Problem requirements —
Review the material line by line. Identify and copy every line that contains the string "MessageResponse".

>>>>

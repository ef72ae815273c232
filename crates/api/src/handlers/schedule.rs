use axum::{
    extract::{Path, State},
    http::StatusCode,
    Json,
};
use shiftdesk_core::models::batch::{BatchSummary, ScheduleBatch};
use shiftdesk_core::models::requests::{CreateBatchRequest, MessageResponse, PublishRequest};
use std::sync::Arc;
use tracing::debug;

use crate::{
    middleware::{
        auth::CurrentUser,
        error_handling::{ApiJson, AppError},
    },
    notify, ApiState,
};

#[axum::debug_handler]
pub async fn list_schedules(
    State(state): State<Arc<ApiState>>,
    CurrentUser(user_id): CurrentUser,
) -> Result<Json<Vec<BatchSummary>>, AppError> {
    debug!("User {} listing schedules", user_id);
    let batches = state.engine.list_batches().await?;
    Ok(Json(batches))
}

#[axum::debug_handler]
pub async fn create_schedule(
    State(state): State<Arc<ApiState>>,
    CurrentUser(user_id): CurrentUser,
    ApiJson(payload): ApiJson<CreateBatchRequest>,
) -> Result<(StatusCode, Json<ScheduleBatch>), AppError> {
    debug!("User {} creating a schedule with {} entries", user_id, payload.entries.len());

    let (batch, notifications) = state.engine.create_batch(&payload).await?.into_parts();
    notify::dispatch(state.notifier.clone(), notifications);

    Ok((StatusCode::CREATED, Json(batch)))
}

#[axum::debug_handler]
pub async fn get_schedule(
    State(state): State<Arc<ApiState>>,
    CurrentUser(_): CurrentUser,
    Path(id): Path<i64>,
) -> Result<Json<ScheduleBatch>, AppError> {
    let batch = state.engine.get_batch(id).await?;
    Ok(Json(batch))
}

/// Publishes a draft, applying any entry edits sent along with it.
#[axum::debug_handler]
pub async fn update_schedule(
    State(state): State<Arc<ApiState>>,
    CurrentUser(user_id): CurrentUser,
    Path(id): Path<i64>,
    ApiJson(payload): ApiJson<PublishRequest>,
) -> Result<Json<ScheduleBatch>, AppError> {
    debug!("User {} publishing schedule {}", user_id, id);

    let (batch, notifications) = state.engine.publish(id, &payload).await?.into_parts();
    notify::dispatch(state.notifier.clone(), notifications);

    Ok(Json(batch))
}

#[axum::debug_handler]
pub async fn delete_schedule(
    State(state): State<Arc<ApiState>>,
    CurrentUser(user_id): CurrentUser,
    Path(id): Path<i64>,
) -> Result<Json<MessageResponse>, AppError> {
    debug!("User {} deleting schedule {}", user_id, id);
    state.engine.delete_batch(id).await?;
    Ok(Json(MessageResponse::new("Schedule deleted successfully")))
}
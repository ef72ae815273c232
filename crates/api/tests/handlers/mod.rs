mod entry_test;
mod middleware_test;
mod schedule_test;
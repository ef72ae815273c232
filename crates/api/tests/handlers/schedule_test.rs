use std::sync::Arc;

use axum::http::{HeaderValue, StatusCode};
use pretty_assertions::assert_eq;
use serde_json::{json, Value};
use shiftdesk_api::middleware::error_handling::ErrorBody;
use shiftdesk_core::models::batch::{BatchStatus, BatchSummary, ScheduleBatch};
use shiftdesk_core::notification::NotificationTemplate;
use shiftdesk_db::mock::MockScheduleStore;

use crate::common::{admin, entry, user_header, RecordingNotifier, TestContext};

#[tokio::test]
async fn test_health_needs_no_identity() {
    let ctx = TestContext::new();

    let response = ctx.server.get("/health").await;

    assert_eq!(response.status_code(), StatusCode::OK);
    assert_eq!(response.json::<Value>(), json!({ "status": "ok" }));
}

#[tokio::test]
async fn test_missing_or_invalid_identity_is_unauthorized() {
    let ctx = TestContext::new();

    let missing = ctx.server.get("/api/schedules").await;
    let garbage = ctx
        .server
        .get("/api/schedules")
        .add_header(user_header(), HeaderValue::from_static("abc"))
        .await;

    for response in [missing, garbage] {
        assert_eq!(response.status_code(), StatusCode::UNAUTHORIZED);
        assert_eq!(response.json::<ErrorBody>().code, "UNAUTHORIZED");
    }
}

#[tokio::test]
async fn test_create_and_fetch_schedule() {
    let ctx = TestContext::new();

    let created = ctx
        .create_batch(json!([
            entry("2024-01-15", "10:00", "14:00", 1),
            entry("2024-01-16", "09:00", "17:00", 2),
        ]))
        .await;

    assert_eq!(created["status"], "DRAFTED");
    assert_eq!(created["startDate"], "2024-01-15");
    assert_eq!(created["endDate"], "2024-01-16");
    assert_eq!(created["totalDays"], 2);
    assert_eq!(created["entries"][0]["totalHours"], 4.0);
    assert_eq!(created["entries"][1]["totalHours"], 8.0);

    let id = created["id"].as_i64().unwrap();
    let fetched = ctx
        .server
        .get(&format!("/api/schedules/{id}"))
        .add_header(user_header(), admin())
        .await;
    assert_eq!(fetched.status_code(), StatusCode::OK);
    assert_eq!(fetched.json::<Value>(), created);

    let listed = ctx
        .server
        .get("/api/schedules")
        .add_header(user_header(), admin())
        .await
        .json::<Vec<BatchSummary>>();
    assert_eq!(listed.len(), 1);
    assert_eq!(listed[0].entry_count, 2);

    let sent = ctx.wait_for_notifications(2).await;
    assert_eq!(sent.len(), 2);
    assert!(sent
        .iter()
        .all(|n| n.template == NotificationTemplate::DraftAvailable { batch_id: id }));
}

#[tokio::test]
async fn test_create_rejects_oversized_batch() {
    let ctx = TestContext::new();
    let entries: Vec<Value> = (0..22)
        .map(|i| entry("2024-01-15", "09:00", "10:00", 100 + i))
        .collect();

    let response = ctx
        .server
        .post("/api/schedules")
        .add_header(user_header(), admin())
        .json(&json!({ "entries": entries }))
        .await;

    assert_eq!(response.status_code(), StatusCode::BAD_REQUEST);
    let body = response.json::<ErrorBody>();
    assert_eq!(body.code, "VALIDATION_ERROR");
    assert!(body.error.contains("at most 21"));
}

#[tokio::test]
async fn test_create_rejects_bad_input() {
    let ctx = TestContext::new();

    let malformed_time = ctx
        .server
        .post("/api/schedules")
        .add_header(user_header(), admin())
        .json(&json!({ "entries": [entry("2024-01-15", "9:00", "10:00", 1)] }))
        .await;
    assert_eq!(malformed_time.status_code(), StatusCode::BAD_REQUEST);
    assert!(malformed_time.json::<ErrorBody>().error.contains("Invalid time format"));

    let missing_user = ctx
        .server
        .post("/api/schedules")
        .add_header(user_header(), admin())
        .json(&json!({ "entries": [{ "date": "2024-01-15", "startTime": "09:00", "endTime": "10:00" }] }))
        .await;
    assert_eq!(missing_user.status_code(), StatusCode::BAD_REQUEST);
    assert!(missing_user.json::<ErrorBody>().error.contains("userId"));

    let not_json = ctx
        .server
        .post("/api/schedules")
        .add_header(user_header(), admin())
        .text("{ entries")
        .await;
    assert_eq!(not_json.status_code(), StatusCode::BAD_REQUEST);
    assert_eq!(not_json.json::<ErrorBody>().code, "VALIDATION_ERROR");
}

#[tokio::test]
async fn test_conflict_lists_colliding_entries() {
    let ctx = TestContext::new();
    let first = ctx
        .create_batch(json!([entry("2024-01-15", "10:00", "12:00", 1)]))
        .await;

    let response = ctx
        .server
        .post("/api/schedules")
        .add_header(user_header(), admin())
        .json(&json!({ "entries": [entry("2024-01-15", "11:00", "13:00", 1)] }))
        .await;

    assert_eq!(response.status_code(), StatusCode::CONFLICT);
    let body = response.json::<Value>();
    assert_eq!(body["code"], "TIME_CONFLICT");
    assert_eq!(body["conflicts"][0]["entryId"], first["entries"][0]["id"]);
    assert_eq!(body["conflicts"][0]["startTime"], "10:00");
}

#[tokio::test]
async fn test_publish_then_publish_again() {
    let ctx = TestContext::new();
    let created = ctx
        .create_batch(json!([entry("2024-01-15", "10:00", "12:00", 1)]))
        .await;
    let id = created["id"].as_i64().unwrap();
    ctx.wait_for_notifications(1).await;

    let published = ctx
        .server
        .patch(&format!("/api/schedules/{id}"))
        .add_header(user_header(), admin())
        .json(&json!({
            "status": "PUBLISHED",
            "entries": [entry("2024-01-17", "08:00", "09:00", 2)]
        }))
        .await;
    assert_eq!(published.status_code(), StatusCode::OK);
    let batch = published.json::<ScheduleBatch>();
    assert_eq!(batch.status, BatchStatus::Published);
    assert_eq!(batch.entries.len(), 2);
    assert_eq!(batch.span.total_days, 3);

    let sent = ctx.wait_for_notifications(3).await;
    assert_eq!(
        sent[1..]
            .iter()
            .map(|n| n.subject())
            .collect::<Vec<_>>(),
        vec!["Your schedule has been published", "Your schedule has been published"]
    );

    let again = ctx
        .server
        .patch(&format!("/api/schedules/{id}"))
        .add_header(user_header(), admin())
        .json(&json!({ "status": "PUBLISHED" }))
        .await;
    assert_eq!(again.status_code(), StatusCode::BAD_REQUEST);
    assert_eq!(again.json::<ErrorBody>().code, "BATCH_LOCKED");
}

#[tokio::test]
async fn test_publish_requires_published_status() {
    let ctx = TestContext::new();
    let created = ctx
        .create_batch(json!([entry("2024-01-15", "10:00", "12:00", 1)]))
        .await;
    let id = created["id"].as_i64().unwrap();

    for body in [json!({}), json!({ "status": "ARCHIVED" })] {
        let response = ctx
            .server
            .patch(&format!("/api/schedules/{id}"))
            .add_header(user_header(), admin())
            .json(&body)
            .await;
        assert_eq!(response.status_code(), StatusCode::BAD_REQUEST);
    }
}

#[tokio::test]
async fn test_delete_schedule() {
    let ctx = TestContext::new();
    let created = ctx
        .create_batch(json!([entry("2024-01-15", "10:00", "12:00", 1)]))
        .await;
    let path = format!("/api/schedules/{}", created["id"]);

    let deleted = ctx.server.delete(&path).add_header(user_header(), admin()).await;
    assert_eq!(deleted.status_code(), StatusCode::OK);
    assert_eq!(
        deleted.json::<Value>(),
        json!({ "message": "Schedule deleted successfully" })
    );

    let missing = ctx.server.get(&path).add_header(user_header(), admin()).await;
    assert_eq!(missing.status_code(), StatusCode::NOT_FOUND);
    assert_eq!(missing.json::<ErrorBody>().code, "NOT_FOUND");

    let again = ctx.server.delete(&path).add_header(user_header(), admin()).await;
    assert_eq!(again.status_code(), StatusCode::NOT_FOUND);
}

#[tokio::test]
async fn test_non_numeric_id_is_bad_request() {
    let ctx = TestContext::new();

    let response = ctx
        .server
        .get("/api/schedules/abc")
        .add_header(user_header(), admin())
        .await;

    assert_eq!(response.status_code(), StatusCode::BAD_REQUEST);
}

#[tokio::test]
async fn test_notifier_failure_does_not_fail_request() {
    let ctx = TestContext::with_notifier(RecordingNotifier::failing());

    let created = ctx
        .create_batch(json!([entry("2024-01-15", "10:00", "12:00", 1)]))
        .await;

    assert_eq!(created["status"], "DRAFTED");
    assert_eq!(ctx.wait_for_notifications(1).await.len(), 1);
}

#[tokio::test]
async fn test_store_failure_is_internal_error() {
    let mut store = MockScheduleStore::new();
    store
        .expect_list_batches()
        .returning(|| Err(eyre::eyre!("connection pool timed out")));
    let ctx = TestContext::with_store(Arc::new(store), RecordingNotifier::default());

    let response = ctx
        .server
        .get("/api/schedules")
        .add_header(user_header(), admin())
        .await;

    assert_eq!(response.status_code(), StatusCode::INTERNAL_SERVER_ERROR);
    assert_eq!(
        response.json::<ErrorBody>(),
        ErrorBody::new("Internal server error", "INTERNAL_ERROR")
    );
}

<<<<

Reply —
use shiftdesk_core::models::requests::{CreateBatchRequest, MessageResponse, PublishRequest};
) -> Result<Json<MessageResponse>, AppError> {
    Ok(Json(MessageResponse::new("Schedule deleted successfully")))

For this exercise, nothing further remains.